1. Pengertian Munakahat
Munakahat berarti pernikahan atau perkawinan. Kata dasar dari pernikahan adalah nikah. Kata nikah memiliki persamaan dengan kata kawin. Menurut bahasa Indonesia, kata nikah berarti berkumpul atau bersatu. Dalam istilah syariat, nikah berarti melakukan suatu akad atau perjanjian untuk mengikat diri antara seorang laki-laki dan seorang perempuan serta menghalalkan hubungan kelamin antara keduanya dengan dasar suka rela dan persetujuan bersama, demi terwujudnya keluarga bahagia yang diridhai oleh Allah SWT.
Nikah termasuk kedalam perbuatan yang telah dicontohkan oleh Nabi Muhammad SAW. Dalam hal ini, disebutkan dalam hadis Rasulullah SAW yang artinya, “Dari Annas bin Malik r.a, bahwasanya Nabi SAW memuji Allah SWT dan menyanjung-Nya, beliau bersabda, ‘Akan tetapi aku salat, tidur, berpuasa, makan dan menikahi wanita, barang siapa yang tidak suka dengan perbuatanku, maka dia bukanlah dari golonganku.’” (H.R Bukhori dan Muslim)
2. Hukum Nikah
a. Sunah
Bagi orang yang ingin menikah, mampu menikah dan mampu pula mengendalikan diri dari perzinaan walau tidak segera menikah maka hukum nikah adalah sunah.
b. Wajib
Bagi orang yang ingin menikah, mampu menikah, dan ia khawatir berbuat zina jika tidak segera menikah, maka hukum nikah adalah wajib.
c. Makuh
Bagi orang yang ingin menikah, tetapi belum mampu memberi nafkah terhadap istri dan anak-anaknya, maka hukum nikah adalah makruh.
d. Haram
Bagi orang yang bermaksud menyakiti wanita yang akan ia nikahi, hukum nikah adalah haram.
3. Tujuan Pernikahan
a. Untuk memperoleh rasa cinta dan kasih sayang. Allah SWT berfirman dalam QS Ar-Rum: 21 yang artinya: ...”Dan dijadikan-Nya diantara kamu rasa kasih dan sayang”...
b. Untuk memperoleh ketenangan hidup. Allah berfirman dalam QS Ar-Rum: 21 yang artinya: “Dan diantara tanda kekuasaan-Nya ialah Dia menciptakan untukmu istri-istri dari jenismu sendiri, supaya kamu cenderung merasa tentram kepadanya...”

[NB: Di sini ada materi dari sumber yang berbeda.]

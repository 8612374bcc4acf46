//! Interactive console prompts.
//!
//! Used for whatever the command line did not supply. Each prompt loops
//! until it gets acceptable input: malformed answers ([`InputError`]) are
//! reported and the question is asked again. Only a closed or unreadable
//! input stream ([`PromptError`]) ends the loop.
//!
//! The readers take any `BufRead`/`Write` pair so they can be driven from
//! byte buffers in tests.

use std::io::{self, BufRead, Write};
use std::path::PathBuf;
use thiserror::Error;

pub const COUNT_QUESTION: &str = "Enter number of publications to generate:";
pub const OUTPUT_DIR_QUESTION: &str = "Enter path to output directory:";

/// Rejected answer. Recovered by asking again.
#[derive(Error, Debug, PartialEq, Eq)]
pub enum InputError {
    #[error("'{0}' is not a whole number")]
    NotANumber(String),
    #[error("{0} is negative, enter zero or a positive number")]
    Negative(i64),
    #[error("{0} is too large")]
    TooLarge(i64),
    #[error("'{}' is not an existing directory", .0.display())]
    NotADirectory(PathBuf),
}

#[derive(Error, Debug)]
pub enum PromptError {
    #[error("cannot read console input: {0}")]
    Io(#[from] io::Error),
    #[error("console input closed before an answer was given")]
    Closed,
}

/// Parse a publication count: a whole number, zero or more.
pub fn parse_count(answer: &str) -> Result<u32, InputError> {
    let answer = answer.trim();
    let n: i64 = answer
        .parse()
        .map_err(|_| InputError::NotANumber(answer.to_string()))?;
    if n < 0 {
        return Err(InputError::Negative(n));
    }
    u32::try_from(n).map_err(|_| InputError::TooLarge(n))
}

/// Parse an output root: must name an existing directory.
///
/// Only the line terminator is stripped. Other whitespace is part of the path.
pub fn parse_output_dir(answer: &str) -> Result<PathBuf, InputError> {
    let path = PathBuf::from(answer.trim_end_matches(['\r', '\n']));
    if path.is_dir() {
        Ok(path)
    } else {
        Err(InputError::NotADirectory(path))
    }
}

pub fn prompt_count(input: &mut impl BufRead, output: &mut impl Write) -> Result<u32, PromptError> {
    ask(input, output, COUNT_QUESTION, parse_count)
}

pub fn prompt_output_dir(
    input: &mut impl BufRead,
    output: &mut impl Write,
) -> Result<PathBuf, PromptError> {
    ask(input, output, OUTPUT_DIR_QUESTION, parse_output_dir)
}

fn ask<T>(
    input: &mut impl BufRead,
    output: &mut impl Write,
    question: &str,
    parse: impl Fn(&str) -> Result<T, InputError>,
) -> Result<T, PromptError> {
    let mut line = String::new();
    loop {
        writeln!(output, "{question}")?;
        output.flush()?;

        line.clear();
        if input.read_line(&mut line)? == 0 {
            return Err(PromptError::Closed);
        }
        match parse(&line) {
            Ok(value) => return Ok(value),
            Err(e) => writeln!(output, "{e}")?,
        }
    }
}
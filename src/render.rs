//! XML rendering for `publication.xml` and `fulltext.xml`.
//!
//! Both documents are built with [maud](https://maud.lambda.xyz/) straight
//! from the entities in [`types`](crate::types): no intermediate document
//! tree. Maud takes arbitrary element names, emits a closing tag for every
//! braced element and escapes `&`, `<`, `>` and `"` in all interpolated
//! values. Random fixture text is full of those characters, so the escaping
//! is what keeps the output well-formed.
//!
//! ## publication.xml
//!
//! ```text
//! <publication>
//!   <identifier>7</identifier>
//!   <authors>
//!     <author><authorname>..</authorname><dob>03-11-1642</dob></author>
//!   </authors>
//!   <title><longtitle>..</longtitle><shorttitle>..</shorttitle></title>
//!   <subjects><subject>..</subject></subjects>
//! </publication>
//! ```
//!
//! ## fulltext.xml
//!
//! ```text
//! <pages>
//!   <page number="37" sequence="1">
//!     <text><word coords="12,250,3,77">..</word></text>
//!   </page>
//! </pages>
//! ```
//!
//! Output is unindented, one line after the XML declaration.

use crate::types::{FullText, Page, Publication};
use maud::{Markup, PreEscaped, html};

const XML_DECLARATION: &str = r#"<?xml version="1.0" encoding="UTF-8"?>"#;

/// Render the metadata document.
pub fn render_publication(publication: &Publication) -> String {
    let markup = html! {
        (PreEscaped(XML_DECLARATION))
        publication {
            identifier { (publication.id.to_string()) }
            authors {
                @for author in &publication.authors {
                    author {
                        authorname { (author.name) }
                        dob { (author.date_of_birth.to_string()) }
                    }
                }
            }
            title {
                longtitle { (publication.title.long()) }
                shorttitle { (publication.title.short()) }
            }
            subjects {
                @for subject in &publication.subjects {
                    subject { (subject.0) }
                }
            }
        }
    };
    markup.into_string()
}

/// Render the full text document.
pub fn render_fulltext(fulltext: &FullText) -> String {
    let markup = html! {
        (PreEscaped(XML_DECLARATION))
        pages {
            @for page in &fulltext.pages {
                (render_page(page))
            }
        }
    };
    markup.into_string()
}

fn render_page(page: &Page) -> Markup {
    html! {
        page number=(page.number) sequence=(page.sequence) {
            text {
                @for word in &page.words {
                    word coords=(word.coordinates.to_string()) { (word.text) }
                }
            }
        }
    }
}
//! In-memory control surface with scripted misbehaviour, for unit tests.

use super::ControlSurface;
use crate::model::OptionEntry;
use crate::{Error, Result};
use async_trait::async_trait;
use std::cell::RefCell;
use std::collections::HashMap;
use std::path::{Path, PathBuf};

pub(crate) const UNSET: &str = "Select ...";

type Pricing = Box<dyn Fn(&HashMap<String, String>) -> Option<String>>;

struct Control {
    entries: Vec<OptionEntry>,
    displayed: String,
}

#[derive(Default)]
struct State {
    controls: HashMap<String, Control>,
    open: Option<String>,
    alive: bool,
    ignored: HashMap<String, usize>,
    stale: HashMap<String, usize>,
    resets: HashMap<String, Vec<String>>,
    pricing: Option<Pricing>,
    price: Option<String>,
    activations: Vec<(String, String)>,
    kill_after: Option<usize>,
    blips: usize,
    waited_ms: u64,
    reloads: usize,
    screenshots: Vec<PathBuf>,
}

pub(crate) struct ScriptedSurface {
    state: RefCell<State>,
}

impl ScriptedSurface {
    pub fn new() -> Self {
        Self {
            state: RefCell::new(State {
                alive: true,
                ..Default::default()
            }),
        }
    }

    /// Add a control whose entries are plain text.
    pub fn control(self, name: &str, texts: &[&str]) -> Self {
        let entries = texts.iter().map(|t| OptionEntry::text(*t)).collect();
        self.control_entries(name, entries)
    }

    /// Add a control whose entries carry identifiers equal to their text.
    pub fn numeric_control(self, name: &str, values: &[&str]) -> Self {
        let entries = values
            .iter()
            .map(|v| OptionEntry::with_id(*v, *v))
            .collect();
        self.control_entries(name, entries)
    }

    pub fn control_entries(mut self, name: &str, entries: Vec<OptionEntry>) -> Self {
        self.state.get_mut().controls.insert(
            name.to_string(),
            Control {
                entries,
                displayed: UNSET.to_string(),
            },
        );
        self
    }

    /// The first `n` activations of `name` are accepted but change nothing.
    pub fn ignore_first(mut self, name: &str, n: usize) -> Self {
        self.state.get_mut().ignored.insert(name.to_string(), n);
        self
    }

    /// The first `n` activations of `name` fail as if the element went stale.
    pub fn stale_first(mut self, name: &str, n: usize) -> Self {
        self.state.get_mut().stale.insert(name.to_string(), n);
        self
    }

    /// Activating `name` puts every control in `others` back to unset.
    pub fn resets(mut self, name: &str, others: &[&str]) -> Self {
        self.state
            .get_mut()
            .resets
            .insert(name.to_string(), others.iter().map(|s| s.to_string()).collect());
        self
    }

    /// Price text as a function of every control's displayed value.
    pub fn pricing(
        mut self,
        f: impl Fn(&HashMap<String, String>) -> Option<String> + 'static,
    ) -> Self {
        self.state.get_mut().pricing = Some(Box::new(f));
        self
    }

    /// The page dies once `n` activations have happened.
    pub fn kill_after(mut self, n: usize) -> Self {
        self.state.get_mut().kill_after = Some(n);
        self
    }

    /// The next `n` liveness checks report a dead page although it is not.
    pub fn alive_blips(mut self, n: usize) -> Self {
        self.state.get_mut().blips = n;
        self
    }

    /// Swallow the next `n` activations of `name` from here on.
    pub fn ignore_next(&self, name: &str, n: usize) {
        self.state.borrow_mut().ignored.insert(name.to_string(), n);
    }

    pub fn activations_of(&self, name: &str) -> usize {
        self.state
            .borrow()
            .activations
            .iter()
            .filter(|(c, _)| c == name)
            .count()
    }

    pub fn activation_log(&self) -> Vec<(String, String)> {
        self.state.borrow().activations.clone()
    }

    pub fn displayed(&self, name: &str) -> String {
        self.state
            .borrow()
            .controls
            .get(name)
            .map(|c| c.displayed.clone())
            .unwrap_or_default()
    }

    pub fn waited_ms(&self) -> u64 {
        self.state.borrow().waited_ms
    }

    pub fn reloads(&self) -> usize {
        self.state.borrow().reloads
    }

    pub fn screenshots(&self) -> Vec<PathBuf> {
        self.state.borrow().screenshots.clone()
    }

    fn closed() -> Error {
        Error::Browser(eoka::Error::CdpSimple("target closed".into()))
    }
}

#[async_trait(?Send)]
impl ControlSurface for ScriptedSurface {
    async fn is_alive(&self) -> bool {
        let mut state = self.state.borrow_mut();
        if state.blips > 0 {
            state.blips -= 1;
            return false;
        }
        state.alive
    }

    async fn wait(&self, ms: u64) {
        self.state.borrow_mut().waited_ms += ms;
    }

    async fn settle(&self) -> Result<()> {
        Ok(())
    }

    async fn dismiss(&self) -> Result<()> {
        self.state.borrow_mut().open = None;
        Ok(())
    }

    async fn open(&self, control: &str) -> Result<()> {
        let mut state = self.state.borrow_mut();
        if !state.alive {
            return Err(Self::closed());
        }
        if !state.controls.contains_key(control) {
            return Err(Error::ControlNotFound(control.to_string()));
        }
        state.open = Some(control.to_string());
        Ok(())
    }

    async fn options(&self, control: &str) -> Result<Vec<OptionEntry>> {
        let state = self.state.borrow();
        state
            .controls
            .get(control)
            .map(|c| c.entries.clone())
            .ok_or_else(|| Error::ControlNotFound(control.to_string()))
    }

    async fn activate(&self, control: &str, index: usize) -> Result<()> {
        let mut state = self.state.borrow_mut();
        if !state.alive {
            return Err(Self::closed());
        }
        if state.open.as_deref() != Some(control) {
            return Err(Error::Browser(eoka::Error::ElementNotFound(format!(
                "menu of {} is not open",
                control
            ))));
        }
        let text = state
            .controls
            .get(control)
            .and_then(|c| c.entries.get(index))
            .map(|e| e.text.clone())
            .ok_or_else(|| Error::ControlNotFound(control.to_string()))?;

        state.activations.push((control.to_string(), text.clone()));
        state.open = None;
        if let Some(n) = state.kill_after {
            if state.activations.len() >= n {
                state.alive = false;
            }
        }

        if let Some(n) = state.stale.get_mut(control) {
            if *n > 0 {
                *n -= 1;
                return Err(Error::Browser(eoka::Error::ElementNotFound(
                    "stale element".into(),
                )));
            }
        }
        if let Some(n) = state.ignored.get_mut(control) {
            if *n > 0 {
                *n -= 1;
                return Ok(());
            }
        }

        if let Some(c) = state.controls.get_mut(control) {
            c.displayed = text;
        }
        let reset: Vec<String> = state.resets.get(control).cloned().unwrap_or_default();
        for other in reset {
            if let Some(c) = state.controls.get_mut(&other) {
                c.displayed = UNSET.to_string();
            }
        }
        Ok(())
    }

    async fn displayed_value(&self, control: &str) -> Result<String> {
        let state = self.state.borrow();
        if !state.alive {
            return Err(Self::closed());
        }
        state
            .controls
            .get(control)
            .map(|c| c.displayed.clone())
            .ok_or_else(|| Error::ControlNotFound(control.to_string()))
    }

    async fn clear_price(&self) -> Result<()> {
        self.state.borrow_mut().price = None;
        Ok(())
    }

    async fn request_price(&self) -> Result<()> {
        let mut guard = self.state.borrow_mut();
        let state = &mut *guard;
        if !state.alive {
            return Err(Self::closed());
        }
        let shown: HashMap<String, String> = state
            .controls
            .iter()
            .map(|(k, c)| (k.clone(), c.displayed.clone()))
            .collect();
        let price = state.pricing.as_ref().and_then(|f| f(&shown));
        state.price = price;
        Ok(())
    }

    async fn price_text(&self) -> Result<Option<String>> {
        Ok(self.state.borrow().price.clone())
    }

    async fn reload(&self) -> Result<()> {
        let mut state = self.state.borrow_mut();
        if !state.alive {
            return Err(Self::closed());
        }
        state.reloads += 1;
        state.open = None;
        state.price = None;
        for c in state.controls.values_mut() {
            c.displayed = UNSET.to_string();
        }
        Ok(())
    }

    async fn screenshot(&self, path: &Path) -> Result<()> {
        self.state.borrow_mut().screenshots.push(path.to_path_buf());
        Ok(())
    }
}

c. Untuk memenuhi kebutuhan seksual secara sah dan diridhai Allah SWT
d. Untuk memperoleh keturunan yangsah dalam masyarakat
e. Untuk mewujudkan keluarga bahagia di dunia dan diakhirat.
4. Rukun Nikah
Rukun nikah berarti ketentuan-ketentuan dalam pernikahan yang harus dipenuhi agar pernikahan itu sah. Rukun nikah tersebit ada lima macam. Yaitu sebagai berikut:
a. Ada calon suami, dengan syarat: laki-laki dewasa (19 tahun), Islam, tidak terpaksa/dipaksa, tidak sedang dalam keadaan ihram atau haji, dan bukan mahram calon istrinya.

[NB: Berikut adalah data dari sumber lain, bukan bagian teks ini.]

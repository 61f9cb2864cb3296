use serde::de::{self, MapAccess, Visitor};
use serde::{Deserialize, Deserializer};
use std::fmt;

/// A YAML scalar read as a string. Quantities and page counts are usually
/// written as bare numbers, labels as strings; both end up as option text.
#[derive(Debug, Clone, PartialEq, Eq)]
pub struct Scalar(pub String);

impl<'de> Deserialize<'de> for Scalar {
    fn deserialize<D>(deserializer: D) -> Result<Self, D::Error>
    where
        D: Deserializer<'de>,
    {
        deserializer.deserialize_any(ScalarVisitor)
    }
}

struct ScalarVisitor;

impl<'de> Visitor<'de> for ScalarVisitor {
    type Value = Scalar;

    fn expecting(&self, formatter: &mut fmt::Formatter) -> fmt::Result {
        formatter.write_str("a string or number")
    }

    fn visit_str<E: de::Error>(self, v: &str) -> Result<Self::Value, E> {
        Ok(Scalar(v.to_string()))
    }

    fn visit_u64<E: de::Error>(self, v: u64) -> Result<Self::Value, E> {
        Ok(Scalar(v.to_string()))
    }

    fn visit_i64<E: de::Error>(self, v: i64) -> Result<Self::Value, E> {
        Ok(Scalar(v.to_string()))
    }

    fn visit_f64<E: de::Error>(self, v: f64) -> Result<Self::Value, E> {
        Ok(Scalar(v.to_string()))
    }
}

/// One selectable value of a dimension.
///
/// Written either as a bare scalar (`"Gloss Laminate"`, `48`) or as a map
/// with a short `code` used in configuration labels.
#[derive(Debug, Clone, PartialEq, Eq)]
pub struct OptionSpec {
    pub value: String,
    pub code: Option<String>,
}

impl OptionSpec {
    pub fn new(value: impl Into<String>) -> Self {
        Self {
            value: value.into(),
            code: None,
        }
    }

    pub fn coded(value: impl Into<String>, code: impl Into<String>) -> Self {
        Self {
            value: value.into(),
            code: Some(code.into()),
        }
    }

    /// Label code, falling back to the value itself.
    pub fn code(&self) -> &str {
        self.code.as_deref().unwrap_or(&self.value)
    }
}

impl<'de> Deserialize<'de> for OptionSpec {
    fn deserialize<D>(deserializer: D) -> Result<Self, D::Error>
    where
        D: Deserializer<'de>,
    {
        deserializer.deserialize_any(OptionSpecVisitor)
    }
}

struct OptionSpecVisitor;

impl<'de> Visitor<'de> for OptionSpecVisitor {
    type Value = OptionSpec;

    fn expecting(&self, formatter: &mut fmt::Formatter) -> fmt::Result {
        formatter.write_str("an option value (scalar, or map with 'value' and optional 'code')")
    }

    fn visit_str<E: de::Error>(self, v: &str) -> Result<Self::Value, E> {
        Ok(OptionSpec::new(v))
    }

    fn visit_u64<E: de::Error>(self, v: u64) -> Result<Self::Value, E> {
        Ok(OptionSpec::new(v.to_string()))
    }

    fn visit_i64<E: de::Error>(self, v: i64) -> Result<Self::Value, E> {
        Ok(OptionSpec::new(v.to_string()))
    }

    fn visit_map<M>(self, mut map: M) -> Result<Self::Value, M::Error>
    where
        M: MapAccess<'de>,
    {
        let mut value: Option<Scalar> = None;
        let mut code: Option<Scalar> = None;
        while let Some(key) = map.next_key::<String>()? {
            match key.as_str() {
                "value" => value = Some(map.next_value()?),
                "code" => code = Some(map.next_value()?),
                other => return Err(de::Error::unknown_field(other, &["value", "code"])),
            }
        }
        let value = value.ok_or_else(|| de::Error::missing_field("value"))?;
        Ok(OptionSpec {
            value: value.0,
            code: code.map(|c| c.0),
        })
    }
}

/// Inclusive numeric range, e.g. page counts `48..=300` in steps of 2.
#[derive(Debug, Clone, Deserialize)]
pub struct RangeSpec {
    pub from: u32,
    pub to: u32,
    #[serde(default = "RangeSpec::default_step")]
    pub step: u32,
}

impl RangeSpec {
    fn default_step() -> u32 {
        1
    }

    /// Expand into option values. Empty if the range is malformed; validation
    /// reports that case before a sweep starts.
    pub fn expand(&self) -> Vec<OptionSpec> {
        if self.step == 0 || self.from > self.to {
            return Vec::new();
        }
        (self.from..=self.to)
            .step_by(self.step as usize)
            .map(|n| OptionSpec::new(n.to_string()))
            .collect()
    }
}

/// One axis of the sweep: a control and the values it takes.
#[derive(Debug, Clone, Deserialize)]
pub struct Dimension {
    /// Control label as shown on the page.
    pub control: String,

    /// CSV header for this dimension. Defaults to the control label.
    pub column: Option<String>,

    /// Prepended to each option code in configuration labels (`pp` -> `pp48`).
    #[serde(default)]
    pub code_prefix: String,

    /// Re-lock this control with its own retry bound; see `resets`.
    #[serde(default)]
    pub forced: bool,

    /// Forced controls that selecting this one is known to reset.
    #[serde(default)]
    pub resets: Vec<String>,

    /// When selection fails, select another value of this dimension and try
    /// again. Unsticks controls that ignore re-selection.
    #[serde(default)]
    pub nudge: bool,

    #[serde(default)]
    pub options: Option<Vec<OptionSpec>>,

    #[serde(default)]
    pub range: Option<RangeSpec>,
}

impl Dimension {
    pub fn column(&self) -> &str {
        self.column.as_deref().unwrap_or(&self.control)
    }

    /// All values in declaration order.
    pub fn values(&self) -> Vec<OptionSpec> {
        match (&self.options, &self.range) {
            (Some(opts), _) => opts.clone(),
            (None, Some(range)) => range.expand(),
            (None, None) => Vec::new(),
        }
    }

    /// Label fragment for one of this dimension's values.
    pub fn label_code(&self, option: &OptionSpec) -> String {
        format!("{}{}", self.code_prefix, option.code())
    }
}

/// The quantity control and the quantities requested under each configuration.
#[derive(Debug, Clone, Deserialize)]
pub struct QuantitySpec {
    #[serde(default = "QuantitySpec::default_control")]
    pub control: String,
    pub values: Vec<Scalar>,
}

impl QuantitySpec {
    fn default_control() -> String {
        "Quantity".into()
    }

    pub fn values(&self) -> Vec<String> {
        self.values.iter().map(|s| s.0.clone()).collect()
    }
}

/// A control fixed once for the whole sweep.
#[derive(Debug, Clone, Deserialize)]
pub struct Preset {
    pub control: String,
    pub value: Scalar,
}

b. Ada calon istri, dengan syarat: wanita yang sudah cukup umur (16 tahun, bukan perempuan musyrik, tidak dalam ikatan perkawinan orang lain, bukan mahram bagi calon suami dan tidak dalam keadaan ihram haji atau umrah.
c. Ada wali nikah, yaitu orang menikahkan mempelai laki – laki dangan mempelai wanita atau mengizinkan pernikahannya. Wali nikah ada dua macam yaitu wali nasab (wali yang mempunyai pertalian darah dengan mempelai wanita yang akan dinikahi) dan wali hakim (kepala negara yang beragama islam).

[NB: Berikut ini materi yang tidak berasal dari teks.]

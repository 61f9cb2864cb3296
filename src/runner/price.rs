use crate::config::Timing;
use crate::surface::ControlSurface;
use crate::{Error, Result};
use once_cell::sync::Lazy;
use regex::Regex;
use tracing::debug;

static PRICE_RE: Lazy<Regex> =
    Lazy::new(|| Regex::new(r"\d[\d,]*(?:\.\d+)?").expect("invalid price regex"));

/// Parse a displayed price: currency symbols and thousands separators are
/// dropped, `.` is the decimal point.
pub fn parse_price(text: &str) -> Option<f64> {
    let m = PRICE_RE.find(text)?;
    m.as_str().replace(',', "").parse().ok()
}

/// Triggers the price action and reads the result.
#[derive(Debug, Clone)]
pub struct PriceReader {
    pub timeout_ms: u64,
    pub poll_ms: u64,
}

impl PriceReader {
    pub fn new(timing: &Timing) -> Self {
        Self {
            timeout_ms: timing.price_timeout_ms,
            poll_ms: timing.poll_ms,
        }
    }

    /// Price for whatever configuration and quantity the page currently shows.
    pub async fn read_price<S>(&self, surface: &S) -> Result<f64>
    where
        S: ControlSurface + ?Sized,
    {
        surface.clear_price().await?;
        surface.request_price().await?;

        let mut waited = 0;
        loop {
            if let Some(text) = surface.price_text().await? {
                debug!("price text after {}ms: {}", waited, text);
                return parse_price(&text)
                    .ok_or_else(|| Error::ReadFailed(format!("unparseable price \"{}\"", text)));
            }
            if waited >= self.timeout_ms {
                return Err(Error::ReadFailed(format!(
                    "no price shown within {}ms",
                    self.timeout_ms
                )));
            }
            let step = self.poll_ms.max(1).min(self.timeout_ms - waited);
            surface.wait(step).await;
            waited += step;
        }
    }
}
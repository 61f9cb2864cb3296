use crate::config::{RetryConfig, Timing};
use crate::model::{display_confirms, match_option, MatchKind};
use crate::surface::ControlSurface;
use crate::{Error, Result};
use tracing::{debug, info, warn};

/// Pause before a failed liveness check is taken at its word.
const LIVENESS_RECHECK_MS: u64 = 500;

/// True only if the page fails two liveness checks around a pause. A single
/// failure is common while the widget rebuilds its DOM.
pub(crate) async fn page_gone<S>(surface: &S) -> bool
where
    S: ControlSurface + ?Sized,
{
    if surface.is_alive().await {
        return false;
    }
    debug!("liveness check failed, checking again");
    surface.wait(LIVENESS_RECHECK_MS).await;
    !surface.is_alive().await
}

/// Outcome of a verified selection.
#[derive(Debug, Clone, PartialEq, Eq)]
pub struct Selection {
    /// Activations it took, 1-based.
    pub attempts: u32,
    pub kind: MatchKind,
    /// Display text that confirmed the selection.
    pub displayed: String,
}

/// Open a control, pick the matching option, confirm the display, retry.
#[derive(Debug, Clone)]
pub struct OptionSelector {
    /// Pause between failed attempts.
    pub backoff_ms: u64,
    /// Pause after opening a menu.
    pub open_ms: u64,
    /// Pause after activating an option.
    pub settle_ms: u64,
}

impl OptionSelector {
    pub fn new(retry: &RetryConfig, timing: &Timing) -> Self {
        Self {
            backoff_ms: retry.delay_ms,
            open_ms: timing.open_ms,
            settle_ms: timing.settle_ms,
        }
    }

    /// Select `value` on `control`, making at most `max_attempts` activations.
    pub async fn select<S>(
        &self,
        surface: &S,
        control: &str,
        value: &str,
        max_attempts: u32,
    ) -> Result<Selection>
    where
        S: ControlSurface + ?Sized,
    {
        self.run(surface, control, value, max_attempts, false).await
    }

    /// Lock a control that later selections are known to reset.
    ///
    /// Same contract as [`select`](Self::select), but open menus are cleared
    /// before every attempt and the page is left to go idle once it sticks.
    pub async fn force<S>(
        &self,
        surface: &S,
        control: &str,
        value: &str,
        max_attempts: u32,
    ) -> Result<Selection>
    where
        S: ControlSurface + ?Sized,
    {
        info!("forcing \"{}\" = \"{}\"", control, value);
        let selection = self.run(surface, control, value, max_attempts, true).await?;
        if let Err(e) = surface.settle().await {
            debug!("settle after forcing {}: {}", control, e);
        }
        info!("\"{}\" locked after {} attempt(s)", control, selection.attempts);
        Ok(selection)
    }

    async fn run<S>(
        &self,
        surface: &S,
        control: &str,
        value: &str,
        max_attempts: u32,
        forced: bool,
    ) -> Result<Selection>
    where
        S: ControlSurface + ?Sized,
    {
        let max_attempts = max_attempts.max(1);
        let mut last = None;

        for attempt in 1..=max_attempts {
            if page_gone(surface).await {
                return Err(page_lost(control, value));
            }
            debug!(
                "selecting \"{}\" for \"{}\" (attempt {}/{})",
                value, control, attempt, max_attempts
            );
            if forced {
                if let Err(e) = surface.dismiss().await {
                    debug!("dismiss before {}: {}", control, e);
                }
            }

            match self.attempt(surface, control, value).await {
                Ok((kind, displayed)) => {
                    return Ok(Selection {
                        attempts: attempt,
                        kind,
                        displayed,
                    });
                }
                Err(e) if e.is_fatal() => return Err(e),
                Err(e) => {
                    warn!(
                        "\"{}\" = \"{}\": attempt {}/{} failed: {}",
                        control, value, attempt, max_attempts, e
                    );
                    last = Some(e);
                    if page_gone(surface).await {
                        return Err(page_lost(control, value));
                    }
                    if attempt < max_attempts {
                        if let Err(e) = surface.dismiss().await {
                            debug!("dismiss after failed attempt on {}: {}", control, e);
                        }
                        surface.wait(self.backoff_ms).await;
                    }
                }
            }
        }

        Err(Error::SelectionFailed {
            control: control.to_string(),
            value: value.to_string(),
            attempts: max_attempts,
            last: Box::new(last.unwrap_or_else(|| Error::ControlNotFound(control.to_string()))),
        })
    }

    /// One open, match, activate, verify pass.
    async fn attempt<S>(&self, surface: &S, control: &str, value: &str) -> Result<(MatchKind, String)>
    where
        S: ControlSurface + ?Sized,
    {
        surface.open(control).await?;
        surface.wait(self.open_ms).await;

        let entries = surface.options(control).await?;
        let found = match_option(&entries, value).ok_or_else(|| Error::OptionNotFound {
            control: control.to_string(),
            value: value.to_string(),
            available: entries.iter().map(|e| e.text.clone()).collect(),
        })?;

        surface.activate(control, found.index).await?;
        surface.wait(self.settle_ms).await;

        let displayed = surface.displayed_value(control).await?;
        if display_confirms(found.kind, &displayed, value) {
            Ok((found.kind, displayed))
        } else {
            Err(Error::NotApplied {
                control: control.to_string(),
                value: value.to_string(),
                displayed,
            })
        }
    }
}

fn page_lost(control: &str, value: &str) -> Error {
    Error::PageLost(format!("while selecting \"{}\" for \"{}\"", value, control))
}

d. Ada dua orang saksi. Dengan syarat: Islam, laki-laki, baligh (dewasa), dan berakal sehat, dapat mendengar, dapat melihat, dapat berbicara,adil dan tidak dalam sedang ihram haji atau umrah.
e. Ada ijab kabul. Ijab adalah ucapan wali dari pihak mempelai wanita sebagai penyerahan kepada mempelai laki-laki. Qabul adalah ucapan laki-laki sebagai tanda penerimaan. Suami waib memberikan mas kawin (mahar) kepada istrinya, karena merupakan syarat nikah, tetapi mengucapkannya dalam akad nikah hukumnya sunnah.
5. Muhrim
Muhrim adalah wanita yang haram dinikahi, yaitu sebagai berikut:
a. Ibu kandung dan seterusnya keatas (nenek dari ibu dan nenek dari ayah)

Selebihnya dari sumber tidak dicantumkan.